I am something of a Mac Super User (since 1985) and I have had none of the problems you site with the Claude desktop Mac OS application. It can use Chrome browser to access the internet (I had it review my DJ part-time gig web site). No auth problems at all. Very happy with what my $20 a month gets me in Claude service. If you use it heavily, you will run into usage limits.
I didn’t read the whole thread here, so apologies if the answer is already in the thread.
I’ve been paying for ChatGPT for some 7-8 months and I like it, but I’ve just been hearing more positive things about Claude and I like its design better and how it handles text on the Mac.
The issues is though that I have a lot of chats in ChatGPT in the archive and in folders as well.

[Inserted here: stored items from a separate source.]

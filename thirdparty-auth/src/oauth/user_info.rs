//! Turning provider tokens into the canonical user identity.

use log::{debug, warn};
use serde_json::{Map, Value};

use super::engine::EngineContext;
use super::id_token::verify_id_token;
use super::params::{apply_overrides, Params};
use super::types::{OAuthTokens, RawUserInfo, UserInfo, UserInfoEmail};
use crate::config::ProviderClientConfig;
use crate::error::{
    data_mapping_error, upstream_error, DataMappingErrorKind, Error, UpstreamErrorKind,
};
use crate::http::HttpClient;

/// Collect raw user info from the verified ID token and the userinfo endpoint,
/// then map it onto the canonical identity.
pub async fn resolve_user_info(
    ctx: &EngineContext,
    config: &ProviderClientConfig,
    tokens: &OAuthTokens,
) -> Result<UserInfo, Error> {
    let mut raw = RawUserInfo::default();

    if let Some(id_token) = tokens.id_token() {
        if !config.jwks_uri.is_empty() {
            let payload = verify_id_token(&ctx.jwks, &config.jwks_uri, id_token).await?;
            if let Some(validator) = &config.validate_id_token_payload {
                validator.validate(&payload, config)?;
            }
            raw.from_id_token_payload = Some(payload);
        }
    }

    if let Some(access_token) = tokens.access_token() {
        if !config.user_info_endpoint.is_empty() {
            raw.from_user_info_api = Some(fetch_user_info_api(&ctx.http, config, access_token).await?);
        }
    }

    map_user_info(config, raw)
}

/// User info from the userinfo endpoint alone, for providers without usable ID tokens.
pub(crate) async fn resolve_from_user_info_api(
    http: &HttpClient,
    config: &ProviderClientConfig,
    tokens: &OAuthTokens,
) -> Result<UserInfo, Error> {
    let access_token = require_access_token(tokens)?;
    let raw = RawUserInfo {
        from_id_token_payload: None,
        from_user_info_api: Some(fetch_user_info_api(http, config, access_token).await?),
    };
    map_user_info(config, raw)
}

pub(crate) fn require_access_token(tokens: &OAuthTokens) -> Result<&str, Error> {
    tokens.access_token().ok_or_else(|| {
        upstream_error(
            UpstreamErrorKind::InvalidResponse,
            "access_token missing from token response",
        )
    })
}

/// GET the configured userinfo endpoint with the access token as bearer.
///
/// Configured headers and query params are applied over the defaults.
pub async fn fetch_user_info_api(
    http: &HttpClient,
    config: &ProviderClientConfig,
    access_token: &str,
) -> Result<Map<String, Value>, Error> {
    let mut headers = Params::new();
    headers.insert("Authorization".to_string(), format!("Bearer {}", access_token));
    apply_overrides(&mut headers, &config.user_info_endpoint_headers);

    let mut query = Params::new();
    apply_overrides(&mut query, &config.user_info_endpoint_query_params);

    let value = get_json(http, &config.user_info_endpoint, &headers, &query).await?;
    match value {
        Value::Object(map) => Ok(map),
        _ => Err(upstream_error(
            UpstreamErrorKind::InvalidResponse,
            "userinfo endpoint did not return a JSON object",
        )),
    }
}

/// GET a JSON document from a provider API.
pub(crate) async fn get_json(
    http: &HttpClient,
    url: &str,
    headers: &Params,
    query: &Params,
) -> Result<Value, Error> {
    debug!("Fetching user info from {}", url);

    let mut request = http.get(url).query(query);
    for (name, value) in headers {
        request = request.header(name.as_str(), value.as_str());
    }

    let response = request.send().await?;
    let status = response.status();
    if !status.is_success() {
        let body = response.text().await.unwrap_or_default();
        warn!("User info request to {} answered {}", url, status);
        return Err(upstream_error(
            UpstreamErrorKind::UserInfoFailed {
                status: status.as_u16(),
            },
            &body,
        ));
    }

    Ok(response.json::<Value>().await?)
}

/// Headers for a bearer-authenticated provider API call.
pub(crate) fn bearer_headers(access_token: &str) -> Params {
    Params::from([("Authorization".to_string(), format!("Bearer {}", access_token))])
}

/// Map raw provider data onto the canonical identity using `config.user_info_map`.
///
/// Each field prefers the ID token payload over the userinfo response. A
/// missing user id is fatal; a missing email is not, unless a fake email is
/// to be generated.
pub fn map_user_info(config: &ProviderClientConfig, raw: RawUserInfo) -> Result<UserInfo, Error> {
    let map = &config.user_info_map;
    let lookup = |id_token_path: &str, user_info_path: &str| {
        raw.from_id_token_payload
            .as_ref()
            .and_then(|payload| value_at_path(payload, id_token_path))
            .or_else(|| {
                raw.from_user_info_api
                    .as_ref()
                    .and_then(|api| value_at_path(api, user_info_path))
            })
    };

    let user_id = lookup(
        &map.from_id_token_payload.user_id,
        &map.from_user_info_api.user_id,
    )
    .and_then(value_as_string)
    .ok_or_else(|| {
        data_mapping_error(
            DataMappingErrorKind::MissingRequiredField,
            &format!(
                "userId not found in user info from {}; check userInfoMap",
                config.third_party_id
            ),
        )
    })?;

    let email = lookup(&map.from_id_token_payload.email, &map.from_user_info_api.email)
        .and_then(value_as_string);
    let is_verified = lookup(
        &map.from_id_token_payload.email_verified,
        &map.from_user_info_api.email_verified,
    )
    .is_some_and(is_true);

    let email = match email {
        Some(id) => Some(UserInfoEmail { id, is_verified }),
        None if !config.require_email => {
            let generator = config.generate_fake_email.clone().unwrap_or_default();
            Some(UserInfoEmail {
                id: generator.generate(&user_id, &config.third_party_id),
                is_verified: true,
            })
        }
        None => None,
    };

    let mut third_party_user_id = user_id;
    if let Some(tenant_id) = config.tenant_id.as_deref().filter(|t| !t.is_empty()) {
        third_party_user_id.push('|');
        third_party_user_id.push_str(tenant_id);
    }

    Ok(UserInfo {
        third_party_user_id,
        email,
        raw_user_info_from_provider: raw,
    })
}

/// Follow a dot-delimited path through objects and arrays; `null` counts as absent.
fn value_at_path<'a>(root: &'a Map<String, Value>, path: &str) -> Option<&'a Value> {
    if path.is_empty() {
        return None;
    }

    let mut segments = path.split('.');
    let mut current = root.get(segments.next()?)?;
    for segment in segments {
        current = match current {
            Value::Object(map) => map.get(segment)?,
            Value::Array(items) => items.get(segment.parse::<usize>().ok()?)?,
            _ => return None,
        };
    }

    (!current.is_null()).then_some(current)
}

// Ids and emails are strings or numbers; anything else counts as absent.
fn value_as_string(value: &Value) -> Option<String> {
    match value {
        Value::String(s) if !s.is_empty() => Some(s.clone()),
        Value::Number(n) => Some(n.to_string()),
        _ => None,
    }
}

// Only a real `true` or the exact string "true" count.
fn is_true(value: &Value) -> bool {
    match value {
        Value::Bool(b) => *b,
        Value::String(s) => s == "true",
        _ => false,
    }
}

How do I transfer that to Claude? Anyone with any experience in doing that?
You could ask claude and chat what the options are.
I’m not sure how you would accomplish this in bulk, but I’ve had lengthy conversations that I then asked the AI to transcribe. I then copied and pasted the transcript into another chat for comparison. Perhaps you could ask ChatGPT to generate transcripts of the last X number of chats, ranging from dates to dates. I haven’t tried this myself, but it’s just an idea.
I think I remember in Claude’s settings, an “import” from other services option. I don’t know if that is just a paid option or not.
Thanks @NiranS too. I did ask both of them too and they said an export from ChatGPT would give me a zip-file and then the chats but not attachments and the like
So I could in theory update Claude with all those chats manually and then upload the files that I have. But if I want to spend time doing it is another matter
@Bmosbacker how are you faring with Claude since you made the switch yourself? Does it still work better for you than ChatGPT?
Okay, it said itself that it couldn’t import the ChatGPT chats but perhaps that would work for documents
I’ve been using Claude extensively, particularly Cowork. I’m so pleased with it that I’ve adopted markdown as my preferred format for writing and AI work (AIs work well and faster with markdown files) and upgraded to Claude Max. Occasionally, I use Gemini and ChatGPT for a “second opinion,” but I find Claude to be a better fit for my needs. While I’m not privy to the inner workings at Anthropic, I am more comfortable with Anthropic’s ethics compared to OpenAI’s.
Just to state something that perhaps everyone is aware. Claude can take various document formats and convert them to markdown for you. This helps if you do not particularly want or need to write in markdown. When I finish a document in my exegetical working directory, I save both an original format + a docx file. Upon telling Claude to archive that directory, Claude copies the original and docx file, then generates both a md and pdf. It does give some redundancy but I want my family to be able to access my life’s work. They are not familiar with md or computer-savvy to export, etc. I then use Claude Co-work to access the md files for local search and compilations.
The best framing I’ve heard. All of the players in this industry behave in deeply unethical ways. Anthropic most of the time appears to be the least bad of the lot.